17 novembre 2009
grippe cochonne
la campagne tonitruante de vaccination orchestrée partout, y compris dans les lycées, tombe bien à propos. On évite une grippe dangereuse, mais on marque un recul réactionnaire sur la prévention des grossesses d'adolescents... Tout cela pour mettre madame Royal au pilori, à moins que cela soit pour lui donner un coup de pouce. En tous cas la réaction de Monsieur Chatel, ministre, est contraire à la loi, et aux pratiques qui en découle. Depuis longtemps la sexualité des jeunes de plus de 15 ans est reconnue comme leur propre affaire . Autant leur éviter le plus de déboires.
11 novembre 2009
91 ans ...
Cérémonie un peu plus étoffée ce 11 novembre... le monument du cimetière n'a pas été oublié cette fois, donc il y a eu cortège et fanfare pour rejoindre la mairie... au grand dam de quelques automobilistes piégés par le défilé... Difficile de ne pas marcher au pas, cela demande un plus grand effort de concentration que de se laisser porter par le "une-deux".

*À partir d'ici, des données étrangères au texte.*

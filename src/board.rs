//! Board — one drawing surface wired to one replicator and the change feed.
//!
//! LIFECYCLE
//! =========
//! 1. `new` builds the surface with the configured brush.
//! 2. `mount` sizes the surface, opens the change feed, replays the store,
//!    and spawns the pump that applies feed events.
//! 3. Pointer input draws synchronously and queues segments for the flush.
//! 4. Dropping the [`MountHandle`] stops the pump. Queued segments are not
//!    flushed on teardown; an in-flight flush runs to completion.
//!
//! A board has at most one pump. Mounting again while a handle is alive is
//! refused with [`MountError::AlreadyMounted`]; drop the handle first.
//!
//! Every task the board starts runs on the runtime handle given to `new`,
//! so the synchronous methods may be called from any thread.
//!
//! The feed is opened before the replay so no insert falls between the two.
//! A segment that lands in both is drawn twice, which is invisible.

#[cfg(test)]
#[path = "board_test.rs"]
mod board_test;

use std::sync::atomic::{AtomicBool, Ordering};
use std::sync::{Arc, Mutex};

use tokio::runtime::Handle;
use tokio::task::JoinHandle;
use tracing::{error, info, warn};

use crate::brush::BrushError;
use crate::config::BoardConfig;
use crate::geometry::Viewport;
use crate::input::PointerInput;
use crate::notify::Notifier;
use crate::raster::Raster;
use crate::replicator::{SharedSurface, StrokeReplicator, lock};
use crate::store::{RemoteStore, StoreError};
use crate::surface::DrawSurface;

#[derive(Debug, thiserror::Error)]
pub enum MountError {
    #[error("board is already mounted")]
    AlreadyMounted,
    #[error(transparent)]
    Store(#[from] StoreError),
}

pub struct Board<R: Raster> {
    surface: SharedSurface<R>,
    replicator: StrokeReplicator<R>,
    store: Arc<dyn RemoteStore>,
    mounted: Arc<AtomicBool>,
}

/// Keeps a mounted board's feed pump alive. Dropping it unmounts.
pub struct MountHandle {
    pump: JoinHandle<()>,
    _claim: MountClaim,
}

/// Releases the board's mount flag when dropped, including when `mount`
/// fails or is cancelled part way.
struct MountClaim(Arc<AtomicBool>);

impl Drop for MountClaim {
    fn drop(&mut self) {
        self.0.store(false, Ordering::SeqCst);
    }
}

impl MountHandle {
    /// Whether the feed ended on its own.
    #[must_use]
    pub fn is_finished(&self) -> bool {
        self.pump.is_finished()
    }
}

impl Drop for MountHandle {
    fn drop(&mut self) {
        self.pump.abort();
    }
}

impl<R: Raster + 'static> Board<R> {
    /// Build an unmounted board whose tasks run on `runtime`.
    #[must_use]
    pub fn new(
        raster: R,
        store: Arc<dyn RemoteStore>,
        notifier: Arc<dyn Notifier>,
        config: BoardConfig,
        runtime: Handle,
    ) -> Self {
        let surface = Arc::new(Mutex::new(DrawSurface::new(raster, config.brush)));
        let replicator =
            StrokeReplicator::new(Arc::clone(&store), Arc::clone(&surface), notifier, config.flush_delay, runtime);
        Self { surface, replicator, store, mounted: Arc::new(AtomicBool::new(false)) }
    }

    /// Size the surface, replay the store, and start applying feed events.
    ///
    /// # Errors
    ///
    /// Returns [`MountError::AlreadyMounted`] while an earlier handle is
    /// alive, without touching the surface. Returns the store error if the
    /// feed cannot be opened. The replay still runs, so the board shows the
    /// stored drawing without live updates.
    pub async fn mount(&self, viewport: Viewport) -> Result<MountHandle, MountError> {
        if self.mounted.swap(true, Ordering::SeqCst) {
            warn!("board is already mounted");
            return Err(MountError::AlreadyMounted);
        }
        let claim = MountClaim(Arc::clone(&self.mounted));

        lock(&self.surface).resize(viewport);

        let subscription = self.store.subscribe().await;
        self.replicator.load_all().await;

        let mut subscription = match subscription {
            Ok(subscription) => subscription,
            Err(e) => {
                error!(error = %e, "failed to open change feed");
                return Err(e.into());
            }
        };

        let replicator = self.replicator.clone();
        let pump = self.replicator.runtime().spawn(async move {
            while let Some(event) = subscription.recv().await {
                replicator.apply(event).await;
            }
            warn!("change feed ended");
        });

        info!(width = viewport.width, height = viewport.height, "board mounted");
        Ok(MountHandle { pump, _claim: claim })
    }

    /// Resize and replay. The returned task resolves to the number of
    /// segments drawn.
    pub fn resize(&self, viewport: Viewport) -> JoinHandle<usize> {
        lock(&self.surface).resize(viewport);
        let replicator = self.replicator.clone();
        self.replicator.runtime().spawn(async move { replicator.load_all().await })
    }

    /// Feed one pointer or touch event. Returns whether a segment was drawn.
    pub fn pointer(&self, input: &PointerInput) -> bool {
        let segment = lock(&self.surface).handle_pointer(input);
        match segment {
            Some(segment) => {
                self.replicator.enqueue(segment);
                true
            }
            None => false,
        }
    }

    /// # Errors
    ///
    /// Returns [`BrushError::InvalidColor`] and keeps the previous color.
    pub fn set_color(&self, color: &str) -> Result<(), BrushError> {
        lock(&self.surface).set_color(color)
    }

    /// Set the brush width, clamped to the supported range. Returns the
    /// width actually applied.
    ///
    /// # Errors
    ///
    /// Returns [`BrushError::InvalidWidth`] for non-positive or non-finite
    /// widths.
    pub fn set_stroke_width(&self, width: f64) -> Result<f64, BrushError> {
        lock(&self.surface).set_stroke_width(width)
    }

    /// Clear the board for everyone. Failures are reported to the notifier.
    pub fn clear(&self) -> JoinHandle<Result<(), StoreError>> {
        let replicator = self.replicator.clone();
        self.replicator.runtime().spawn(async move { replicator.clear_all().await })
    }

    /// Run `f` against the surface under its lock.
    pub fn with_surface<T>(&self, f: impl FnOnce(&DrawSurface<R>) -> T) -> T {
        f(&lock(&self.surface))
    }

    #[must_use]
    pub fn replicator(&self) -> &StrokeReplicator<R> {
        &self.replicator
    }
}
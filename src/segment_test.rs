use super::*;
use serde_json::json;

fn sample() -> Segment {
    Segment::new(Point::new(0.05, 0.1), Point::new(0.55, 0.1), "#000000", 3.0)
}

// =============================================================================
// Wire format
// =============================================================================

#[test]
fn unpersisted_segment_serializes_without_store_fields() {
    let value = serde_json::to_value(sample()).unwrap();
    assert_eq!(
        value,
        json!({"x0": 0.05, "y0": 0.1, "x1": 0.55, "y1": 0.1, "color": "#000000", "width": 3.0})
    );
}

#[test]
fn persisted_row_decodes_into_segment() {
    let row = json!({
        "id": 42,
        "x0": 0.25, "y0": 0.5, "x1": 0.75, "y1": 0.5,
        "color": "#ff0000",
        "width": 6,
        "created_at": 1_700_000_000_000_i64,
    });
    let segment: Segment = serde_json::from_value(row).unwrap();
    assert_eq!(segment.id, Some(42));
    assert_eq!(segment.start, Point::new(0.25, 0.5));
    assert_eq!(segment.end, Point::new(0.75, 0.5));
    assert_eq!(segment.color, "#ff0000");
    assert!((segment.stroke_width - 6.0).abs() < f64::EPSILON);
    assert_eq!(segment.created_at, Some(1_700_000_000_000));
    assert!(segment.is_persisted());
}

#[test]
fn decode_ignores_unknown_columns() {
    let row = json!({
        "x0": 0.0, "y0": 0.0, "x1": 1.0, "y1": 1.0,
        "color": "#000", "width": 1.0, "board": "main"
    });
    let segment: Segment = serde_json::from_value(row).unwrap();
    assert!(!segment.is_persisted());
    assert!(segment.created_at.is_none());
}

#[test]
fn decode_rejects_missing_coordinate() {
    let row = json!({"x0": 0.0, "y0": 0.0, "x1": 1.0, "color": "#000", "width": 1.0});
    assert!(serde_json::from_value::<Segment>(row).is_err());
}

// =============================================================================
// validate
// =============================================================================

#[test]
fn validate_accepts_well_formed_segment() {
    assert_eq!(sample().validate(), Ok(()));
}

#[test]
fn validate_accepts_endpoints_outside_unit_box() {
    let segment = Segment::new(Point::new(-0.2, 0.5), Point::new(1.3, 1.1), "#000", 2.0);
    assert_eq!(segment.validate(), Ok(()));
}

#[test]
fn validate_rejects_non_finite_endpoint() {
    let segment = Segment::new(Point::new(f64::NAN, 0.5), Point::new(0.3, 0.1), "#000", 2.0);
    assert_eq!(segment.validate(), Err(SegmentError::NonFiniteEndpoint));
}

#[test]
fn validate_rejects_zero_width() {
    let mut segment = sample();
    segment.stroke_width = 0.0;
    assert!(matches!(segment.validate(), Err(SegmentError::InvalidWidth(_))));
}

#[test]
fn validate_rejects_named_color() {
    let mut segment = sample();
    segment.color = "red".into();
    assert_eq!(segment.validate(), Err(SegmentError::InvalidColor("red".into())));
}
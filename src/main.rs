use std::sync::Arc;

use clap::Parser;
use tokio::net::TcpListener;
use tracing::{debug, error, info};
use tracing_subscriber::EnvFilter;

use guestboard::config::HostConfig;
use guestboard::db;
use guestboard::routes;
use guestboard::state::AppState;
use guestboard::store::PgStore;

#[derive(Debug, thiserror::Error)]
enum StartupError {
    #[error("database init failed: {0}")]
    Database(#[from] sqlx::Error),
    #[error("server io failed: {0}")]
    Io(#[from] std::io::Error),
}

#[tokio::main]
async fn main() -> Result<(), StartupError> {
    let dotenv = dotenvy::dotenv();

    tracing_subscriber::fmt()
        .with_env_filter(EnvFilter::try_from_default_env().unwrap_or_else(|_| EnvFilter::new("info")))
        .init();

    if let Err(e) = dotenv {
        debug!(error = %e, "no .env loaded");
    }

    let config = HostConfig::parse();

    let pool = db::init_pool(&config.database_url, config.db_max_connections).await?;
    let state = AppState::new(Arc::new(PgStore::new(pool)));

    let app = routes::app(state, config.site_dir.as_deref());
    let listener = TcpListener::bind(format!("0.0.0.0:{}", config.port)).await?;

    info!(port = config.port, site_dir = ?config.site_dir, "guestboard listening");
    axum::serve(listener, app)
        .with_graceful_shutdown(shutdown_signal())
        .await?;
    info!("guestboard stopped");
    Ok(())
}

async fn shutdown_signal() {
    if let Err(e) = tokio::signal::ctrl_c().await {
        error!(error = %e, "failed to listen for shutdown signal");
        std::future::pending::<()>().await;
    }
}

Au cimetière, la place manquait et certains assistants se sont retrouvés parmi les tombes. Sur certaines d'entre-elles le nom, la photo voire le lieu ou ils sont tombés rappellent au passant la masse des citoyens sacrifiés au nom de la France. Rien que pour eux, le 11 novembre doit rester célébré, rester férié, rester un pivot du rite républicain. On ne va pas passer ces 1,4 millions de morts par la trappe, ni l'espoir de paix que la majorité des survivants portaient. Bien sûr, il y aura toujours de initiatives bancales, comme celle d'inviter la chancelière allemande sur la tombe du soldat inconnu, acte plus humiliant qu'autre chose pour elle, mais l'histoire fera facilement le tri entre les "coups de com" et les gestes vraiment révélateurs. L'entreprise sakozienne de la journée n'est que de l'aproximation d'ignorantin, facilement pardonnable car insignifiante, le pire serait que cela tombe dans l'oubli...
04 novembre 2009
identité nationale, un rien nauséabond
Avec tout le tintamarre sur la question... et un zeste d'intérêt personnel, je suis allé jeter un oeil sur la vitrine
de Môssieur Besson. Les questions proposées ne laissent pas d'équivoque, pas un mot sur la citoyenneté, aucune mention de valeurs démocratiques et émancipatrices, pas une valeur humaniste, mais un martellement du mot National et français. Plein d'indices qui mettent la puce à l'oreille de plus d'un féru d'histoire.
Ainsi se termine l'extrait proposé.